Kenneth W. KIZER, M.D., Petitioner and Appellant, v. Sergio and Margarita ORTIZ, Defendants and Respondents.
Petitioner/appellant Kenneth W. Kizer, Director of the Department of Health (hereinafter the Department), appeals the denial of the Department's petition for permission to withdraw funds to satisfy a Medi–Cal lien to recover costs of medical services it provided to respondent Sergio Ortiz, a minor by his guardian ad litem Margarita Ortiz. (Welf. & Inst.Code, § 14124.70, et seq.) 1 Finding that the petition was time barred, the court denied the petition. We hold that the court erred because the pertinent statute of limitations did not begin to run until the Department received notice of the settlement having been reached. Consequently, we order the superior court to grant the Department's petition forthwith.

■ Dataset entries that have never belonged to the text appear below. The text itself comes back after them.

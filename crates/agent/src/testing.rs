//! Scripted oracles for planning loop tests.

use prospector_core::error::ProviderError;
use prospector_core::message::{Message, MessageToolCall};
use prospector_core::provider::{Provider, ProviderRequest, ProviderResponse, Usage};
use std::sync::Mutex;

pub fn text_response(text: &str) -> ProviderResponse {
    ProviderResponse {
        message: Message::assistant(text),
        usage: Some(Usage {
            prompt_tokens: 10,
            completion_tokens: 5,
            total_tokens: 15,
        }),
        model: "mock-model".into(),
    }
}

/// A response selecting `name` with raw JSON `arguments`.
pub fn call_response(name: &str, arguments: &str) -> ProviderResponse {
    let mut message = Message::assistant("");
    message.tool_calls.push(MessageToolCall {
        id: format!("call_{name}"),
        name: name.into(),
        arguments: arguments.into(),
    });
    ProviderResponse {
        message,
        usage: None,
        model: "mock-model".into(),
    }
}

/// Returns scripted outcomes in order; once they run out, repeats the last one.
pub struct SequentialMockProvider {
    outcomes: Vec<Result<ProviderResponse, ProviderError>>,
    requests: Mutex<Vec<ProviderRequest>>,
}

impl SequentialMockProvider {
    pub fn new(responses: Vec<ProviderResponse>) -> Self {
        Self::with_outcomes(responses.into_iter().map(Ok).collect())
    }

    pub fn with_outcomes(outcomes: Vec<Result<ProviderResponse, ProviderError>>) -> Self {
        Self {
            outcomes,
            requests: Mutex::new(Vec::new()),
        }
    }

    pub fn texts(texts: &[&str]) -> Self {
        Self::new(texts.iter().map(|t| text_response(t)).collect())
    }

    pub fn call_count(&self) -> usize {
        self.requests.lock().unwrap().len()
    }

    pub fn requests(&self) -> Vec<ProviderRequest> {
        self.requests.lock().unwrap().clone()
    }
}

#[async_trait::async_trait]
impl Provider for SequentialMockProvider {
    fn name(&self) -> &str {
        "sequential_mock"
    }

    async fn complete(&self, request: ProviderRequest) -> Result<ProviderResponse, ProviderError> {
        let mut requests = self.requests.lock().unwrap();
        let index = requests.len().min(self.outcomes.len().saturating_sub(1));
        requests.push(request);
        self.outcomes
            .get(index)
            .cloned()
            .unwrap_or_else(|| Err(ProviderError::NotConfigured("no scripted responses".into())))
    }
}
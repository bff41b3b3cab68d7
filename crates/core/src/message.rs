//! Message and Conversation domain types.
//!
//! A run's conversation history is an append-only sequence of role-tagged
//! messages. It lives for one run only and is rebuilt into oracle input
//! on every planning turn.

use chrono::{DateTime, Utc};
use serde::{Deserialize, Serialize};
use uuid::Uuid;

/// Unique identifier for a conversation (one per run).
#[derive(Debug, Clone, PartialEq, Eq, Hash, Serialize, Deserialize)]
pub struct ConversationId(pub String);

impl ConversationId {
    pub fn new() -> Self {
        Self(Uuid::new_v4().to_string())
    }
}

impl Default for ConversationId {
    fn default() -> Self {
        Self::new()
    }
}

impl std::fmt::Display for ConversationId {
    fn fmt(&self, f: &mut std::fmt::Formatter<'_>) -> std::fmt::Result {
        write!(f, "{}", self.0)
    }
}

/// The role of a message in a conversation.
#[derive(Debug, Clone, Copy, PartialEq, Eq, Serialize, Deserialize)]
#[serde(rename_all = "lowercase")]
pub enum Role {
    /// Instructions for the oracle
    System,
    /// The end user
    User,
    /// The oracle's own speech
    Assistant,
    /// Result of a capability invocation
    Observation,
}

/// A single message in a conversation.
#[derive(Debug, Clone, Serialize, Deserialize)]
pub struct Message {
    /// Unique message ID
    pub id: String,

    /// Who produced this message
    pub role: Role,

    /// The text content
    pub content: String,

    /// Capability calls selected by the assistant (if any)
    #[serde(default, skip_serializing_if = "Vec::is_empty")]
    pub tool_calls: Vec<MessageToolCall>,

    /// For observations, the capability that produced it
    #[serde(default, skip_serializing_if = "Option::is_none")]
    pub name: Option<String>,

    /// Timestamp
    pub timestamp: DateTime<Utc>,
}

impl Message {
    fn with_role(role: Role, content: impl Into<String>) -> Self {
        Self {
            id: Uuid::new_v4().to_string(),
            role,
            content: content.into(),
            tool_calls: Vec::new(),
            name: None,
            timestamp: Utc::now(),
        }
    }

    /// Create a new user message.
    pub fn user(content: impl Into<String>) -> Self {
        Self::with_role(Role::User, content)
    }

    /// Create a new assistant message.
    pub fn assistant(content: impl Into<String>) -> Self {
        Self::with_role(Role::Assistant, content)
    }

    /// Create a new system message.
    pub fn system(content: impl Into<String>) -> Self {
        Self::with_role(Role::System, content)
    }

    /// Create an observation recording a capability's result.
    pub fn observation(capability: impl Into<String>, content: impl Into<String>) -> Self {
        let mut msg = Self::with_role(Role::Observation, content);
        msg.name = Some(capability.into());
        msg
    }
}

/// A capability call embedded in an assistant message.
#[derive(Debug, Clone, PartialEq, Serialize, Deserialize)]
pub struct MessageToolCall {
    /// Unique ID for this call
    pub id: String,

    /// Name of the capability to invoke
    pub name: String,

    /// Arguments as a JSON-encoded string, exactly as the oracle produced them
    pub arguments: String,
}

/// An ordered, append-only sequence of messages.
#[derive(Debug, Clone, Serialize, Deserialize)]
pub struct Conversation {
    /// Unique conversation ID
    pub id: ConversationId,

    /// Ordered messages
    pub messages: Vec<Message>,

    /// When this conversation was created
    pub created_at: DateTime<Utc>,

    /// When the last message was added
    pub updated_at: DateTime<Utc>,
}

impl Conversation {
    /// Create a new empty conversation.
    pub fn new() -> Self {
        let now = Utc::now();
        Self {
            id: ConversationId::new(),
            messages: Vec::new(),
            created_at: now,
            updated_at: now,
        }
    }

    /// Add a message to the conversation.
    pub fn push(&mut self, message: Message) {
        self.updated_at = Utc::now();
        self.messages.push(message);
    }

    pub fn len(&self) -> usize {
        self.messages.len()
    }

    pub fn is_empty(&self) -> bool {
        self.messages.is_empty()
    }

    /// The most recent message, if any.
    pub fn last(&self) -> Option<&Message> {
        self.messages.last()
    }
}

impl Default for Conversation {
    fn default() -> Self {
        Self::new()
    }
}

The pertinent facts are not in dispute. On April 19, 1979, Sergio Ortiz (respondent) was injured in a car accident. The Medi–Cal program paid $5,786.27 for the medical care and services rendered to treat his injuries.
On January 15, 1980, a civil suit was commenced on respondent's behalf for the personal injuries he sustained as a result of the car accident. At some time in 1985, respondent and defendant in that action agreed to settle for $35,000. On December 6, 1985, a hearing was held on a minor's compromise. Respondent's counsel represented to the court that there might be a Medi–Cal lien.2 The court approved the settlement and ordered preparation of an order to that effect. The order was signed by the court on February 25, 1986, and filed on March 6, 1986.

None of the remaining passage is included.